Printing inks which can be cured by high-energy radiation (for example UV radiation or electron beams) are known from the prior art (see, for example, Helmut Kipphan, "Handbuch der Printmedien", Springer-Verlag, 2000, page 140; DE 4222 576 AI).

In the manufacturing method according to the first aspect of the invention, the substrate may preferably be provided with a security element, e.g. is designed as a window, security thread, film strip, optically variable security element, printing technology generated feature or as a patch or label.

The security element may be arranged in or on the substrate such that a first surface of the security element forms a common surface with a first surface of the substrate. The ink receiving layer can be arranged over the entire surface above the common surface. A full-surface arrangement of the ink-accepting layer is advantageous, for example, when the entire surface of a valuable-document substrate is to be provided with a printing ink curable by high-energy radiation. Alternatively, the ink-accepting layer may be arranged at least partially over the first surface of the security element or at least partially over the first surface of the substrate. With the wording "at least part of the area above the first surface of the security element or substrate "is meant that either the entire first surface of the security element or substrate or only a part of the first surface of the security element or substrate is provided with the ink-accepting layer.

The ink accepting layer disposed above a first surface of the security element and / or above a first surface of the substrate may be e.g. be applied directly to a film or polymer or plastic layer of the security element or directly to the substrate. Alternatively, the ink accepting layer may be separated from the security element and / or substrate by one or more further, preferably transparent layers (such as a plastic film).
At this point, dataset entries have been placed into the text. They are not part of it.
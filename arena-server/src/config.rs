//! Environment-driven server configuration.
//!
//! Everything is read once at startup; out-of-range values are clamped with a
//! warning instead of refusing to boot.

use std::env;
use std::path::PathBuf;

/// Whether abuse escalations actually block gameplay events.
#[derive(Debug, Clone, Copy, PartialEq, Eq)]
pub enum AbuseMode {
    /// Escalations are counted and logged only.
    Observe,
    /// Soft blocks reject fire events, hard blocks reject fire and input.
    Enforce,
}

/// Strike thresholds and block durations of the abuse engine.
#[derive(Debug, Clone)]
pub struct AbuseConfig {
    pub mode: AbuseMode,
    pub warn_threshold: u32,
    pub soft_threshold: u32,
    pub hard_threshold: u32,
    pub soft_block_ms: u64,
    pub hard_block_ms: u64,
}

impl Default for AbuseConfig {
    fn default() -> Self {
        Self {
            mode: AbuseMode::Observe,
            warn_threshold: 3,
            soft_threshold: 6,
            hard_threshold: 10,
            soft_block_ms: 3_000,
            hard_block_ms: 8_000,
        }
    }
}

#[derive(Debug, Clone)]
pub struct ServerConfig {
    pub port: u16,
    pub tick_rate: u32,
    pub full_snapshot_interval_ms: u64,
    pub session_secret: Vec<u8>,
    pub abuse: AbuseConfig,
    pub data_dir: PathBuf,
}

impl Default for ServerConfig {
    fn default() -> Self {
        Self {
            port: 8080,
            tick_rate: 30,
            full_snapshot_interval_ms: 1_000,
            session_secret: b"insecure-dev-secret".to_vec(),
            abuse: AbuseConfig::default(),
            data_dir: PathBuf::from("data"),
        }
    }
}

impl ServerConfig {
    /// Milliseconds between simulation ticks.
    pub fn tick_interval_ms(&self) -> u64 {
        1_000 / self.tick_rate as u64
    }

    /// Reads the configuration from the process environment.
    pub fn from_env() -> Self {
        let mut cfg = Self::default();

        if let Some(port) = parse_var::<u16>("PORT") {
            cfg.port = port;
        }
        if let Some(rate) = parse_var::<u32>("TICK_RATE") {
            cfg.tick_rate = clamp_warn("TICK_RATE", rate, 10, 60);
        }
        if let Some(interval) = parse_var::<u64>("STATE_FULL_SNAPSHOT_INTERVAL_MS") {
            cfg.full_snapshot_interval_ms =
                clamp_warn("STATE_FULL_SNAPSHOT_INTERVAL_MS", interval, 250, 5_000);
        }

        match env::var("SESSION_SECRET") {
            Ok(secret) if !secret.is_empty() => cfg.session_secret = secret.into_bytes(),
            _ => {
                // An ephemeral secret invalidates all tokens on restart.
                let secret: [u8; 32] = rand::random();
                tracing::warn!("SESSION_SECRET not set, generated an ephemeral secret");
                cfg.session_secret = secret.to_vec();
            }
        }

        if let Ok(mode) = env::var("ANTI_CHEAT_MODE") {
            match mode.as_str() {
                "enforce" => cfg.abuse.mode = AbuseMode::Enforce,
                "observe" => cfg.abuse.mode = AbuseMode::Observe,
                other => tracing::warn!(mode = other, "Unknown ANTI_CHEAT_MODE, using observe"),
            }
        }
        if let Some(v) = parse_var::<u32>("ANTI_CHEAT_WARN_THRESHOLD") {
            cfg.abuse.warn_threshold = v.max(1);
        }
        if let Some(v) = parse_var::<u32>("ANTI_CHEAT_SOFT_THRESHOLD") {
            cfg.abuse.soft_threshold = v.max(cfg.abuse.warn_threshold);
        }
        if let Some(v) = parse_var::<u32>("ANTI_CHEAT_HARD_THRESHOLD") {
            cfg.abuse.hard_threshold = v.max(cfg.abuse.soft_threshold);
        }
        if let Some(v) = parse_var::<u64>("ANTI_CHEAT_SOFT_BLOCK_MS") {
            cfg.abuse.soft_block_ms = v;
        }
        if let Some(v) = parse_var::<u64>("ANTI_CHEAT_HARD_BLOCK_MS") {
            cfg.abuse.hard_block_ms = v;
        }
        if let Ok(dir) = env::var("DATA_DIR") {
            cfg.data_dir = PathBuf::from(dir);
        }

        cfg
    }
}

fn parse_var<T: std::str::FromStr>(name: &str) -> Option<T> {
    let raw = env::var(name).ok()?;
    match raw.parse() {
        Ok(v) => Some(v),
        Err(_) => {
            tracing::warn!(var = name, value = %raw, "Unparseable environment value ignored");
            None
        }
    }
}

fn clamp_warn<T: PartialOrd + Copy + std::fmt::Display>(name: &str, value: T, lo: T, hi: T) -> T {
    if value < lo || value > hi {
        tracing::warn!(var = name, %value, %lo, %hi, "Value out of range, clamping");
    }
    if value < lo {
        lo
    } else if value > hi {
        hi
    } else {
        value
    }
}

#[cfg(test)]
mod tests {
    use super::*;

    #[test]
    fn defaults_match_the_documented_knobs() {
        let cfg = ServerConfig::default();
        assert_eq!(cfg.tick_rate, 30);
        assert_eq!(cfg.tick_interval_ms(), 33);
        assert_eq!(cfg.full_snapshot_interval_ms, 1_000);
        assert_eq!(cfg.abuse.mode, AbuseMode::Observe);
        assert_eq!(
            (cfg.abuse.warn_threshold, cfg.abuse.soft_threshold, cfg.abuse.hard_threshold),
            (3, 6, 10)
        );
    }

    #[test]
    fn clamping_is_inclusive_on_both_ends() {
        assert_eq!(clamp_warn("x", 9u32, 10, 60), 10);
        assert_eq!(clamp_warn("x", 10u32, 10, 60), 10);
        assert_eq!(clamp_warn("x", 61u32, 10, 60), 60);
        assert_eq!(clamp_warn("x", 45u32, 10, 60), 45);
    }
}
The ink-receiving layer used in the present invention is suitable for the ink acceptance of high-energy-curable printing inks. For this purpose, the ink receiving layer preferably has no or only a small proportion of filler of less than 5 wt .-%. When printing a security element with a further imprint, the ink receiving layer advantageously forms the uppermost layer and thus ensures the ink acceptance, the adhesion and the drying of the printing ink of the further imprint. The additional imprint can be applied by means of an offset method, a gravure printing method or another suitable printing method. This can be a background pressure.

The inventive use of curable by high-energy radiation inks allows the reduction of the thickness of the ink receiving layer and thus an undisturbed perception of a security element underneath. In particular, there is no Impairment due to matting or clouding. If the security element is a simple window or see-through window formed, for example, on the basis of a transparent film, the use of the thin ink-receiving layer in conjunction with radiation-cured printing inks further enables a clear view through the window. If the security element consists of an optically variable security element, then the thin ink accepting layer in combination with radiation-cured printing inks allows a perception of an unimpaired optically variable effect. The layer thickness of the ink-accepting layer is preferably 0.5 to 5 μιτι, with a layer thickness of 1 to 2 μπι is particularly preferred.

According to a first preferred embodiment, the ink accepting layer usable for the manufacturing method according to the first aspect of the invention is a paint accepting layer which is postcrosslinkable after being applied to the substrate or security element and after being physically dried by the action of high energy radiation. Such ink acceptor layers are based in particular on physically drying dispersions of saturated, unreactive acrylates. Hereinafter, a formulation example of a paint receiving layer which is not postcrosslinked by the action of high energy radiation is mentioned (in% by weight):

Formulation V.

60% ADCOTE® 102A-81R (ROHM &HAAS);

17% ethyl acetate;

19% HOT ADHESIVE BAG 751/24 L50 (company ROHM & HAAS)

4% CATALYST F (company ROHM & HAAS) According to a second preferred embodiment, the ink-receiving layer usable for the manufacturing method according to the first aspect of the invention is a paint-receiving layer which is post-crosslinkable after being applied to the substrate or security element by the action of energy radiation. Such a postcrosslinkable ink receiving layer may be a radical curing ink receiving layer or a cationic curing ink receiving layer.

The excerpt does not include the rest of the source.